Who: The Australian Competition and Consumer Commission (“ACCC“) and Derodi Pty Ltd and Holland Farms Pty Ltd (trading together as “Free Range Egg Farms“)
Where: Australia
When: 15 April 2016
Law stated as at: 17 May 2016
What happened:
Free range eggs crackdown
In its third case against an egg producer, the ACCC claimed that Free Range Egg Farms sold eggs labelled as “free range” under the Ecoeggs brand between January 2012 and December 2014, which were in fact not free range. The eggs were also advertised online, on social media and in magazine advertising using various claims that the eggs were free range, including “Our hens… spend their days roaming lush grassy fields” and “taste freedom“. Evidence presented by the ACCC showed that the hens were kept indoors until they were 14 months old, despite laying eggs from the age of 4 months.

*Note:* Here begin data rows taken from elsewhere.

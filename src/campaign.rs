//! Campaign URL lookup table.
//!
//! Each advocacy campaign maps a URL matcher to a subject and body template.
//! Entries are tried in order and the first match wins; a fallback template
//! applies when nothing matches.

use regex::Regex;
use serde::{Deserialize, Serialize};
use std::collections::HashMap;
use std::sync::OnceLock;

use crate::error::{Error, Result};

/// Placeholders a template may reference
pub const PLACEHOLDERS: &[&str] = &["title", "first_name", "last_name", "message", "campaign_url"];

fn placeholder_regex() -> &'static Regex {
    static PLACEHOLDER: OnceLock<Regex> = OnceLock::new();
    PLACEHOLDER.get_or_init(|| Regex::new(r"\{([A-Za-z_]+)\}").expect("valid placeholder pattern"))
}

/// How a campaign URL is recognised, as written in configuration
#[derive(Debug, Clone, PartialEq, Eq, Serialize, Deserialize)]
#[serde(rename_all = "lowercase")]
pub enum MatchRule {
    Exact(String),
    Contains(String),
    Pattern(String),
}

/// Compiled campaign URL matcher
#[derive(Debug, Clone)]
pub enum UrlMatcher {
    Exact(String),
    Contains(String),
    Pattern(Regex),
}

impl UrlMatcher {
    pub fn matches(&self, url: &str) -> bool {
        match self {
            UrlMatcher::Exact(expected) => url == expected,
            UrlMatcher::Contains(fragment) => url.contains(fragment.as_str()),
            UrlMatcher::Pattern(regex) => regex.is_match(url),
        }
    }

    /// Human-readable description of the matcher
    pub fn describe(&self) -> String {
        match self {
            UrlMatcher::Exact(expected) => format!("exact: {}", expected),
            UrlMatcher::Contains(fragment) => format!("contains: {}", fragment),
            UrlMatcher::Pattern(regex) => format!("pattern: {}", regex.as_str()),
        }
    }
}

impl TryFrom<&MatchRule> for UrlMatcher {
    type Error = Error;

    fn try_from(rule: &MatchRule) -> Result<Self> {
        Ok(match rule {
            MatchRule::Exact(url) => UrlMatcher::Exact(url.clone()),
            MatchRule::Contains(fragment) => {
                if fragment.is_empty() {
                    return Err(Error::Config(
                        "Empty 'contains' matcher would match every campaign".to_string(),
                    ));
                }
                UrlMatcher::Contains(fragment.clone())
            }
            MatchRule::Pattern(pattern) => UrlMatcher::Pattern(Regex::new(pattern)?),
        })
    }
}

/// A text template with `{placeholder}` substitutions
#[derive(Debug, Clone, PartialEq, Eq)]
pub struct Template(String);

impl Template {
    /// Parse a template, rejecting unknown placeholders
    pub fn parse(source: &str) -> Result<Self> {
        for cap in placeholder_regex().captures_iter(source) {
            let name = &cap[1];
            if !PLACEHOLDERS.contains(&name) {
                return Err(Error::Template(format!(
                    "Unknown placeholder '{{{}}}'. Allowed placeholders are: {}",
                    name,
                    PLACEHOLDERS.join(", ")
                )));
            }
        }
        Ok(Self(source.to_string()))
    }

    pub fn as_str(&self) -> &str {
        &self.0
    }

    /// Substitute placeholders in a single pass, so substituted values are
    /// never expanded again
    pub fn render(&self, vars: &HashMap<&str, &str>) -> String {
        placeholder_regex()
            .replace_all(&self.0, |cap: &regex::Captures| {
                vars.get(&cap[1])
                    .map(|value| value.to_string())
                    .unwrap_or_else(|| cap[0].to_string())
            })
            .into_owned()
    }
}

/// Subject and body templates, as written in configuration
#[derive(Debug, Clone, PartialEq, Eq, Serialize, Deserialize)]
pub struct TemplateSpec {
    pub subject: String,
    pub body: String,
}

/// One campaign table entry, as written in configuration
#[derive(Debug, Clone, PartialEq, Eq, Serialize, Deserialize)]
pub struct CampaignSpec {
    #[serde(rename = "match", with = "serde_yaml::with::singleton_map")]
    pub rule: MatchRule,
    pub subject: String,
    pub body: String,
}

/// Compiled subject and body templates
#[derive(Debug, Clone, PartialEq, Eq)]
pub struct CampaignTemplate {
    pub subject: Template,
    pub body: Template,
}

impl CampaignTemplate {
    pub fn parse(subject: &str, body: &str) -> Result<Self> {
        Ok(Self {
            subject: Template::parse(subject)?,
            body: Template::parse(body)?,
        })
    }
}

impl TryFrom<&TemplateSpec> for CampaignTemplate {
    type Error = Error;

    fn try_from(spec: &TemplateSpec) -> Result<Self> {
        CampaignTemplate::parse(&spec.subject, &spec.body)
    }
}

/// A matcher together with the templates it selects
#[derive(Debug, Clone)]
pub struct Campaign {
    pub matcher: UrlMatcher,
    pub template: CampaignTemplate,
}

impl TryFrom<&CampaignSpec> for Campaign {
    type Error = Error;

    fn try_from(spec: &CampaignSpec) -> Result<Self> {
        Ok(Self {
            matcher: UrlMatcher::try_from(&spec.rule)?,
            template: CampaignTemplate::parse(&spec.subject, &spec.body)?,
        })
    }
}

/// Ordered campaign table with a fallback template
#[derive(Debug, Clone)]
pub struct CampaignTable {
    entries: Vec<Campaign>,
    fallback: CampaignTemplate,
}

impl CampaignTable {
    pub fn new(entries: Vec<Campaign>, fallback: CampaignTemplate) -> Self {
        Self { entries, fallback }
    }

    /// The built-in Affordable Housing Online campaigns
    pub fn builtin() -> Self {
        Self::new(builtin_campaigns(), builtin_fallback())
    }

    /// Templates for a campaign URL; the fallback when no entry matches
    pub fn lookup(&self, campaign_url: &str) -> &CampaignTemplate {
        self.entries
            .iter()
            .find(|campaign| campaign.matcher.matches(campaign_url))
            .map(|campaign| &campaign.template)
            .unwrap_or(&self.fallback)
    }

    pub fn entries(&self) -> &[Campaign] {
        &self.entries
    }

    pub fn fallback(&self) -> &CampaignTemplate {
        &self.fallback
    }
}

impl Default for CampaignTable {
    fn default() -> Self {
        Self::builtin()
    }
}

const SALUTATION: &str = "Dear {title} {last_name}, \n";

fn builtin_template(subject: &str, body: &str) -> CampaignTemplate {
    CampaignTemplate {
        subject: Template(subject.to_string()),
        body: Template(format!("{}{}{{message}}", SALUTATION, body)),
    }
}

fn builtin_campaigns() -> Vec<Campaign> {
    vec![
        Campaign {
            matcher: UrlMatcher::Exact(
                "https://affordablehousingonline.com/advocacy/issues/fy19-hud-budget".to_string(),
            ),
            template: builtin_template(
                "Ignore Trump Budget and Fully Fund Housing Programs",
                concat!(
                    "The FY19 Trump Budget came out on February 12, 2018 and proposes to decimate ",
                    "affordable housing funding. Historically productive programs like Section 8 ",
                    "Housing Choice Vouchers, Public Housing and CDBG/HOME are being drastically ",
                    "reduced or eliminated.\n\n",
                    " Please, please, please. Ignore the Trump Budget and do the right thing by ",
                    "fully funding the HUD budget. \n\n",
                    " For more info and analysis, see this page on Affordable Housing Online: ",
                    "https://affordablehousingonline.com/fy19-hud-budget-cuts",
                    "?utm_source=email&utm_medium=advocacy_dio&utm_campaign=embedlink \n\n",
                ),
            ),
        },
        Campaign {
            matcher: UrlMatcher::Exact(
                "https://affordablehousingonline.com/advocacy/issues/affordable-housing-credit-improvement-act"
                    .to_string(),
            ),
            template: builtin_template(
                "Include Provisions of S.548 in Budget Deal",
                concat!(
                    "S.548, the Affordable Housing Credit Improvement Act (sponsored by Senators ",
                    "Maria Cantwell and Orrin Hatch) is bipartisan legislation that will increase ",
                    "the production of affordable rental housing while stimulating economic growth ",
                    "in the construction sector. The Senate is now considering making the ",
                    "provisions of S.548 part of the budget deal now being negotiated.\n\n",
                    "Please help increase housing production and stimulate our local economy by ",
                    "asking Senate and House leadership to include the provisions of S.548 in the ",
                    "budget deal \n\n",
                ),
            ),
        },
        Campaign {
            matcher: UrlMatcher::Exact(
                "https://affordablehousingonline.com/advocacy/issues/2017-tax-reform-bill"
                    .to_string(),
            ),
            template: builtin_template(
                "2017 Tax Reform Hurts Low-Income Renters",
                concat!(
                    "The tax reform legislation currently under consideration by Congress will ",
                    "harm low-income renters in America. Low-income housing is already hard to ",
                    "find and obtain. Please don\u{2019}t make it harder. Please vote \u{201c}No\u{201d} ",
                    "on any tax reform legislation that comes before you that doesn\u{2019}t ",
                    "consider low-income Americans and their struggle to find affordable housing. ",
                    "You can read more about how the legislation impacts low-income renters here:\n",
                    " https://affordablehousingonline.com/blog/proposed-tax-reform-not-good-low-income-renters. \n",
                ),
            ),
        },
    ]
}

fn builtin_fallback() -> CampaignTemplate {
    builtin_template(
        "Affordable Housing Data",
        "This web page has interesting data regarding affordable housing for our area:\n {campaign_url}. \n",
    )
}

#[cfg(test)]
mod tests {
    use super::*;

    #[test]
    fn test_builtin_templates_parse() {
        let table = CampaignTable::builtin();
        for campaign in table.entries() {
            assert_eq!(
                CampaignTemplate::parse(
                    campaign.template.subject.as_str(),
                    campaign.template.body.as_str()
                )
                .unwrap(),
                campaign.template
            );
        }
        assert!(Template::parse(table.fallback().body.as_str()).is_ok());
        assert_eq!(table.entries().len(), 3);
    }

    #[test]
    fn test_lookup_exact_matches() {
        let table = CampaignTable::builtin();
        let template =
            table.lookup("https://affordablehousingonline.com/advocacy/issues/2017-tax-reform-bill");
        assert_eq!(
            template.subject.as_str(),
            "2017 Tax Reform Hurts Low-Income Renters"
        );

        // Exact matchers do not fire on a longer URL
        let template = table
            .lookup("https://affordablehousingonline.com/advocacy/issues/2017-tax-reform-bill?x=1");
        assert_eq!(template.subject.as_str(), "Affordable Housing Data");
    }

    #[test]
    fn test_contains_and_pattern_matchers() {
        let contains = UrlMatcher::try_from(&MatchRule::Contains("hud-budget".to_string())).unwrap();
        assert!(contains.matches("https://example.org/issues/fy20-hud-budget"));
        assert!(!contains.matches("https://example.org/issues/tax"));

        let pattern =
            UrlMatcher::try_from(&MatchRule::Pattern(r"/issues/fy\d{2}-hud".to_string())).unwrap();
        assert!(pattern.matches("https://example.org/issues/fy21-hud-budget"));
        assert!(!pattern.matches("https://example.org/issues/fyxx-hud-budget"));
        assert_eq!(pattern.describe(), r"pattern: /issues/fy\d{2}-hud");
    }

    #[test]
    fn test_invalid_matchers_rejected() {
        assert!(matches!(
            UrlMatcher::try_from(&MatchRule::Pattern("(unclosed".to_string())),
            Err(Error::Regex(_))
        ));
        assert!(matches!(
            UrlMatcher::try_from(&MatchRule::Contains(String::new())),
            Err(Error::Config(_))
        ));
    }

    #[test]
    fn test_first_matching_entry_wins() {
        let specs = vec![
            CampaignSpec {
                rule: MatchRule::Contains("housing".to_string()),
                subject: "first".to_string(),
                body: "{message}".to_string(),
            },
            CampaignSpec {
                rule: MatchRule::Contains("housing-credit".to_string()),
                subject: "second".to_string(),
                body: "{message}".to_string(),
            },
        ];
        let entries = specs
            .iter()
            .map(Campaign::try_from)
            .collect::<Result<Vec<_>>>()
            .unwrap();
        let table = CampaignTable::new(entries, CampaignTemplate::parse("none", "{message}").unwrap());

        assert_eq!(table.lookup("/housing-credit").subject.as_str(), "first");
        assert_eq!(table.lookup("/tax").subject.as_str(), "none");
    }

    #[test]
    fn test_campaign_spec_match_forms_from_yaml() {
        let specs: Vec<CampaignSpec> = serde_yaml::from_str(
            r#"
- match:
    exact: "https://example.org/a"
  subject: "A"
  body: "{message}"
- match: { contains: "/issues/" }
  subject: "B"
  body: "{message}"
- match:
    pattern: "fy\\d+"
  subject: "C"
  body: "{message}"
"#,
        )
        .unwrap();

        assert_eq!(specs[0].rule, MatchRule::Exact("https://example.org/a".to_string()));
        assert_eq!(specs[1].rule, MatchRule::Contains("/issues/".to_string()));
        assert_eq!(specs[2].rule, MatchRule::Pattern(r"fy\d+".to_string()));

        let yaml = serde_yaml::to_string(&specs[1]).unwrap();
        let back: CampaignSpec = serde_yaml::from_str(&yaml).unwrap();
        assert_eq!(back, specs[1]);
    }

    #[test]
    fn test_unknown_placeholder_rejected() {
        let err = Template::parse("Dear {title} {nickname}").unwrap_err();
        assert!(err.to_string().contains("nickname"));
    }

    #[test]
    fn test_render_single_pass() {
        let template = Template::parse("Dear {title} {last_name}, {message}").unwrap();
        let vars = HashMap::from([
            ("title", "Rep"),
            ("last_name", "Quigley"),
            ("message", "see {title}"),
        ]);
        assert_eq!(template.render(&vars), "Dear Rep Quigley, see {title}");
    }
}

The Australian Federal Court found that the two companies had breached Australian Consumer Law because the eggs were not actually free range. The court held that: the advertisements were “representations upon which consumers were heavily reliant“; and that the “words ‘free range’ are now very well known… They involve a representation with real content which, in this case, was coupled with powerful pictorial and verbal imagery“. In addition, the court stated that consumers and competitors were likely to have suffered significant losses, for example, consumers would have paid a premium based on the belief that the eggs were free range.
Free Range Egg Farms were fined A$300,000 as a result and ordered to place corrective ads in three major Australian newspapers within 21 days.
Can a UK court order corrective advertising in similar cases?
Australian courts have ordered corrective advertising for many years, from Dell in 2002 to Coles (a major Australian supermarket) in 2014.
In the US, the Federal Trade Commission has had powers to order the publication of corrective advertising in cases of misleading advertising since 1977.
In the UK, somewhat surprisingly the principal public law measure governing misleading advertising, the Consumer Protection from Unfair Trading Regulations 2008, does not confer on the courts a power to order corrective advertising.
However the criminal courts do have such a power in cases where Regulations 3, 4 or 5 of the Control of Misleading Marketing Regulations 2008 (“CMMRs”) have been breached and the court grants an injunction preventing the further publication of the advertising in question.
Regulation 3 deals with advertising which misleads traders, not consumers. Regulation 4 deals with comparative advertising aimed at consumers or traders. Regulation 5 deals with the promotion of codes of conduct which promote either misleading advertising contrary to Regulation 3 or comparative advertising which is contrary to Regulation 5.
None of these would be engaged if a case such as this were to come before the UK courts, and although it is technically possible that corrective advertising could be ordered under s.217 (8) of the Enterprise Act 2002, the courts have to date shown little appetite for using this power.
Therefore in a UK case on similar facts, the principal potential penalties would be fines and/or imprisonment of consenting, conniving or negligent company officers or senior managers or those holding themselves out as such.
Is it likely that fines of a similar magnitude would be meted out? As the sterling equivalent would be roughly £150,000 at prevailing exchange rates, this would seem unlikely as financial penalties in such cases in the UK have struggled to move out of four figures.
Why this matters:
The case is a reminder of how important food descriptions are to consumers that heavily rely on them in order to make choices over what to purchase. ACCC chairman Rod Sims stated, “When you advertise birds as free range you are charging double what you charge for barn laid eggs, so there are serious consequences for consumers, and also you are gaining an advantage over your competitors“.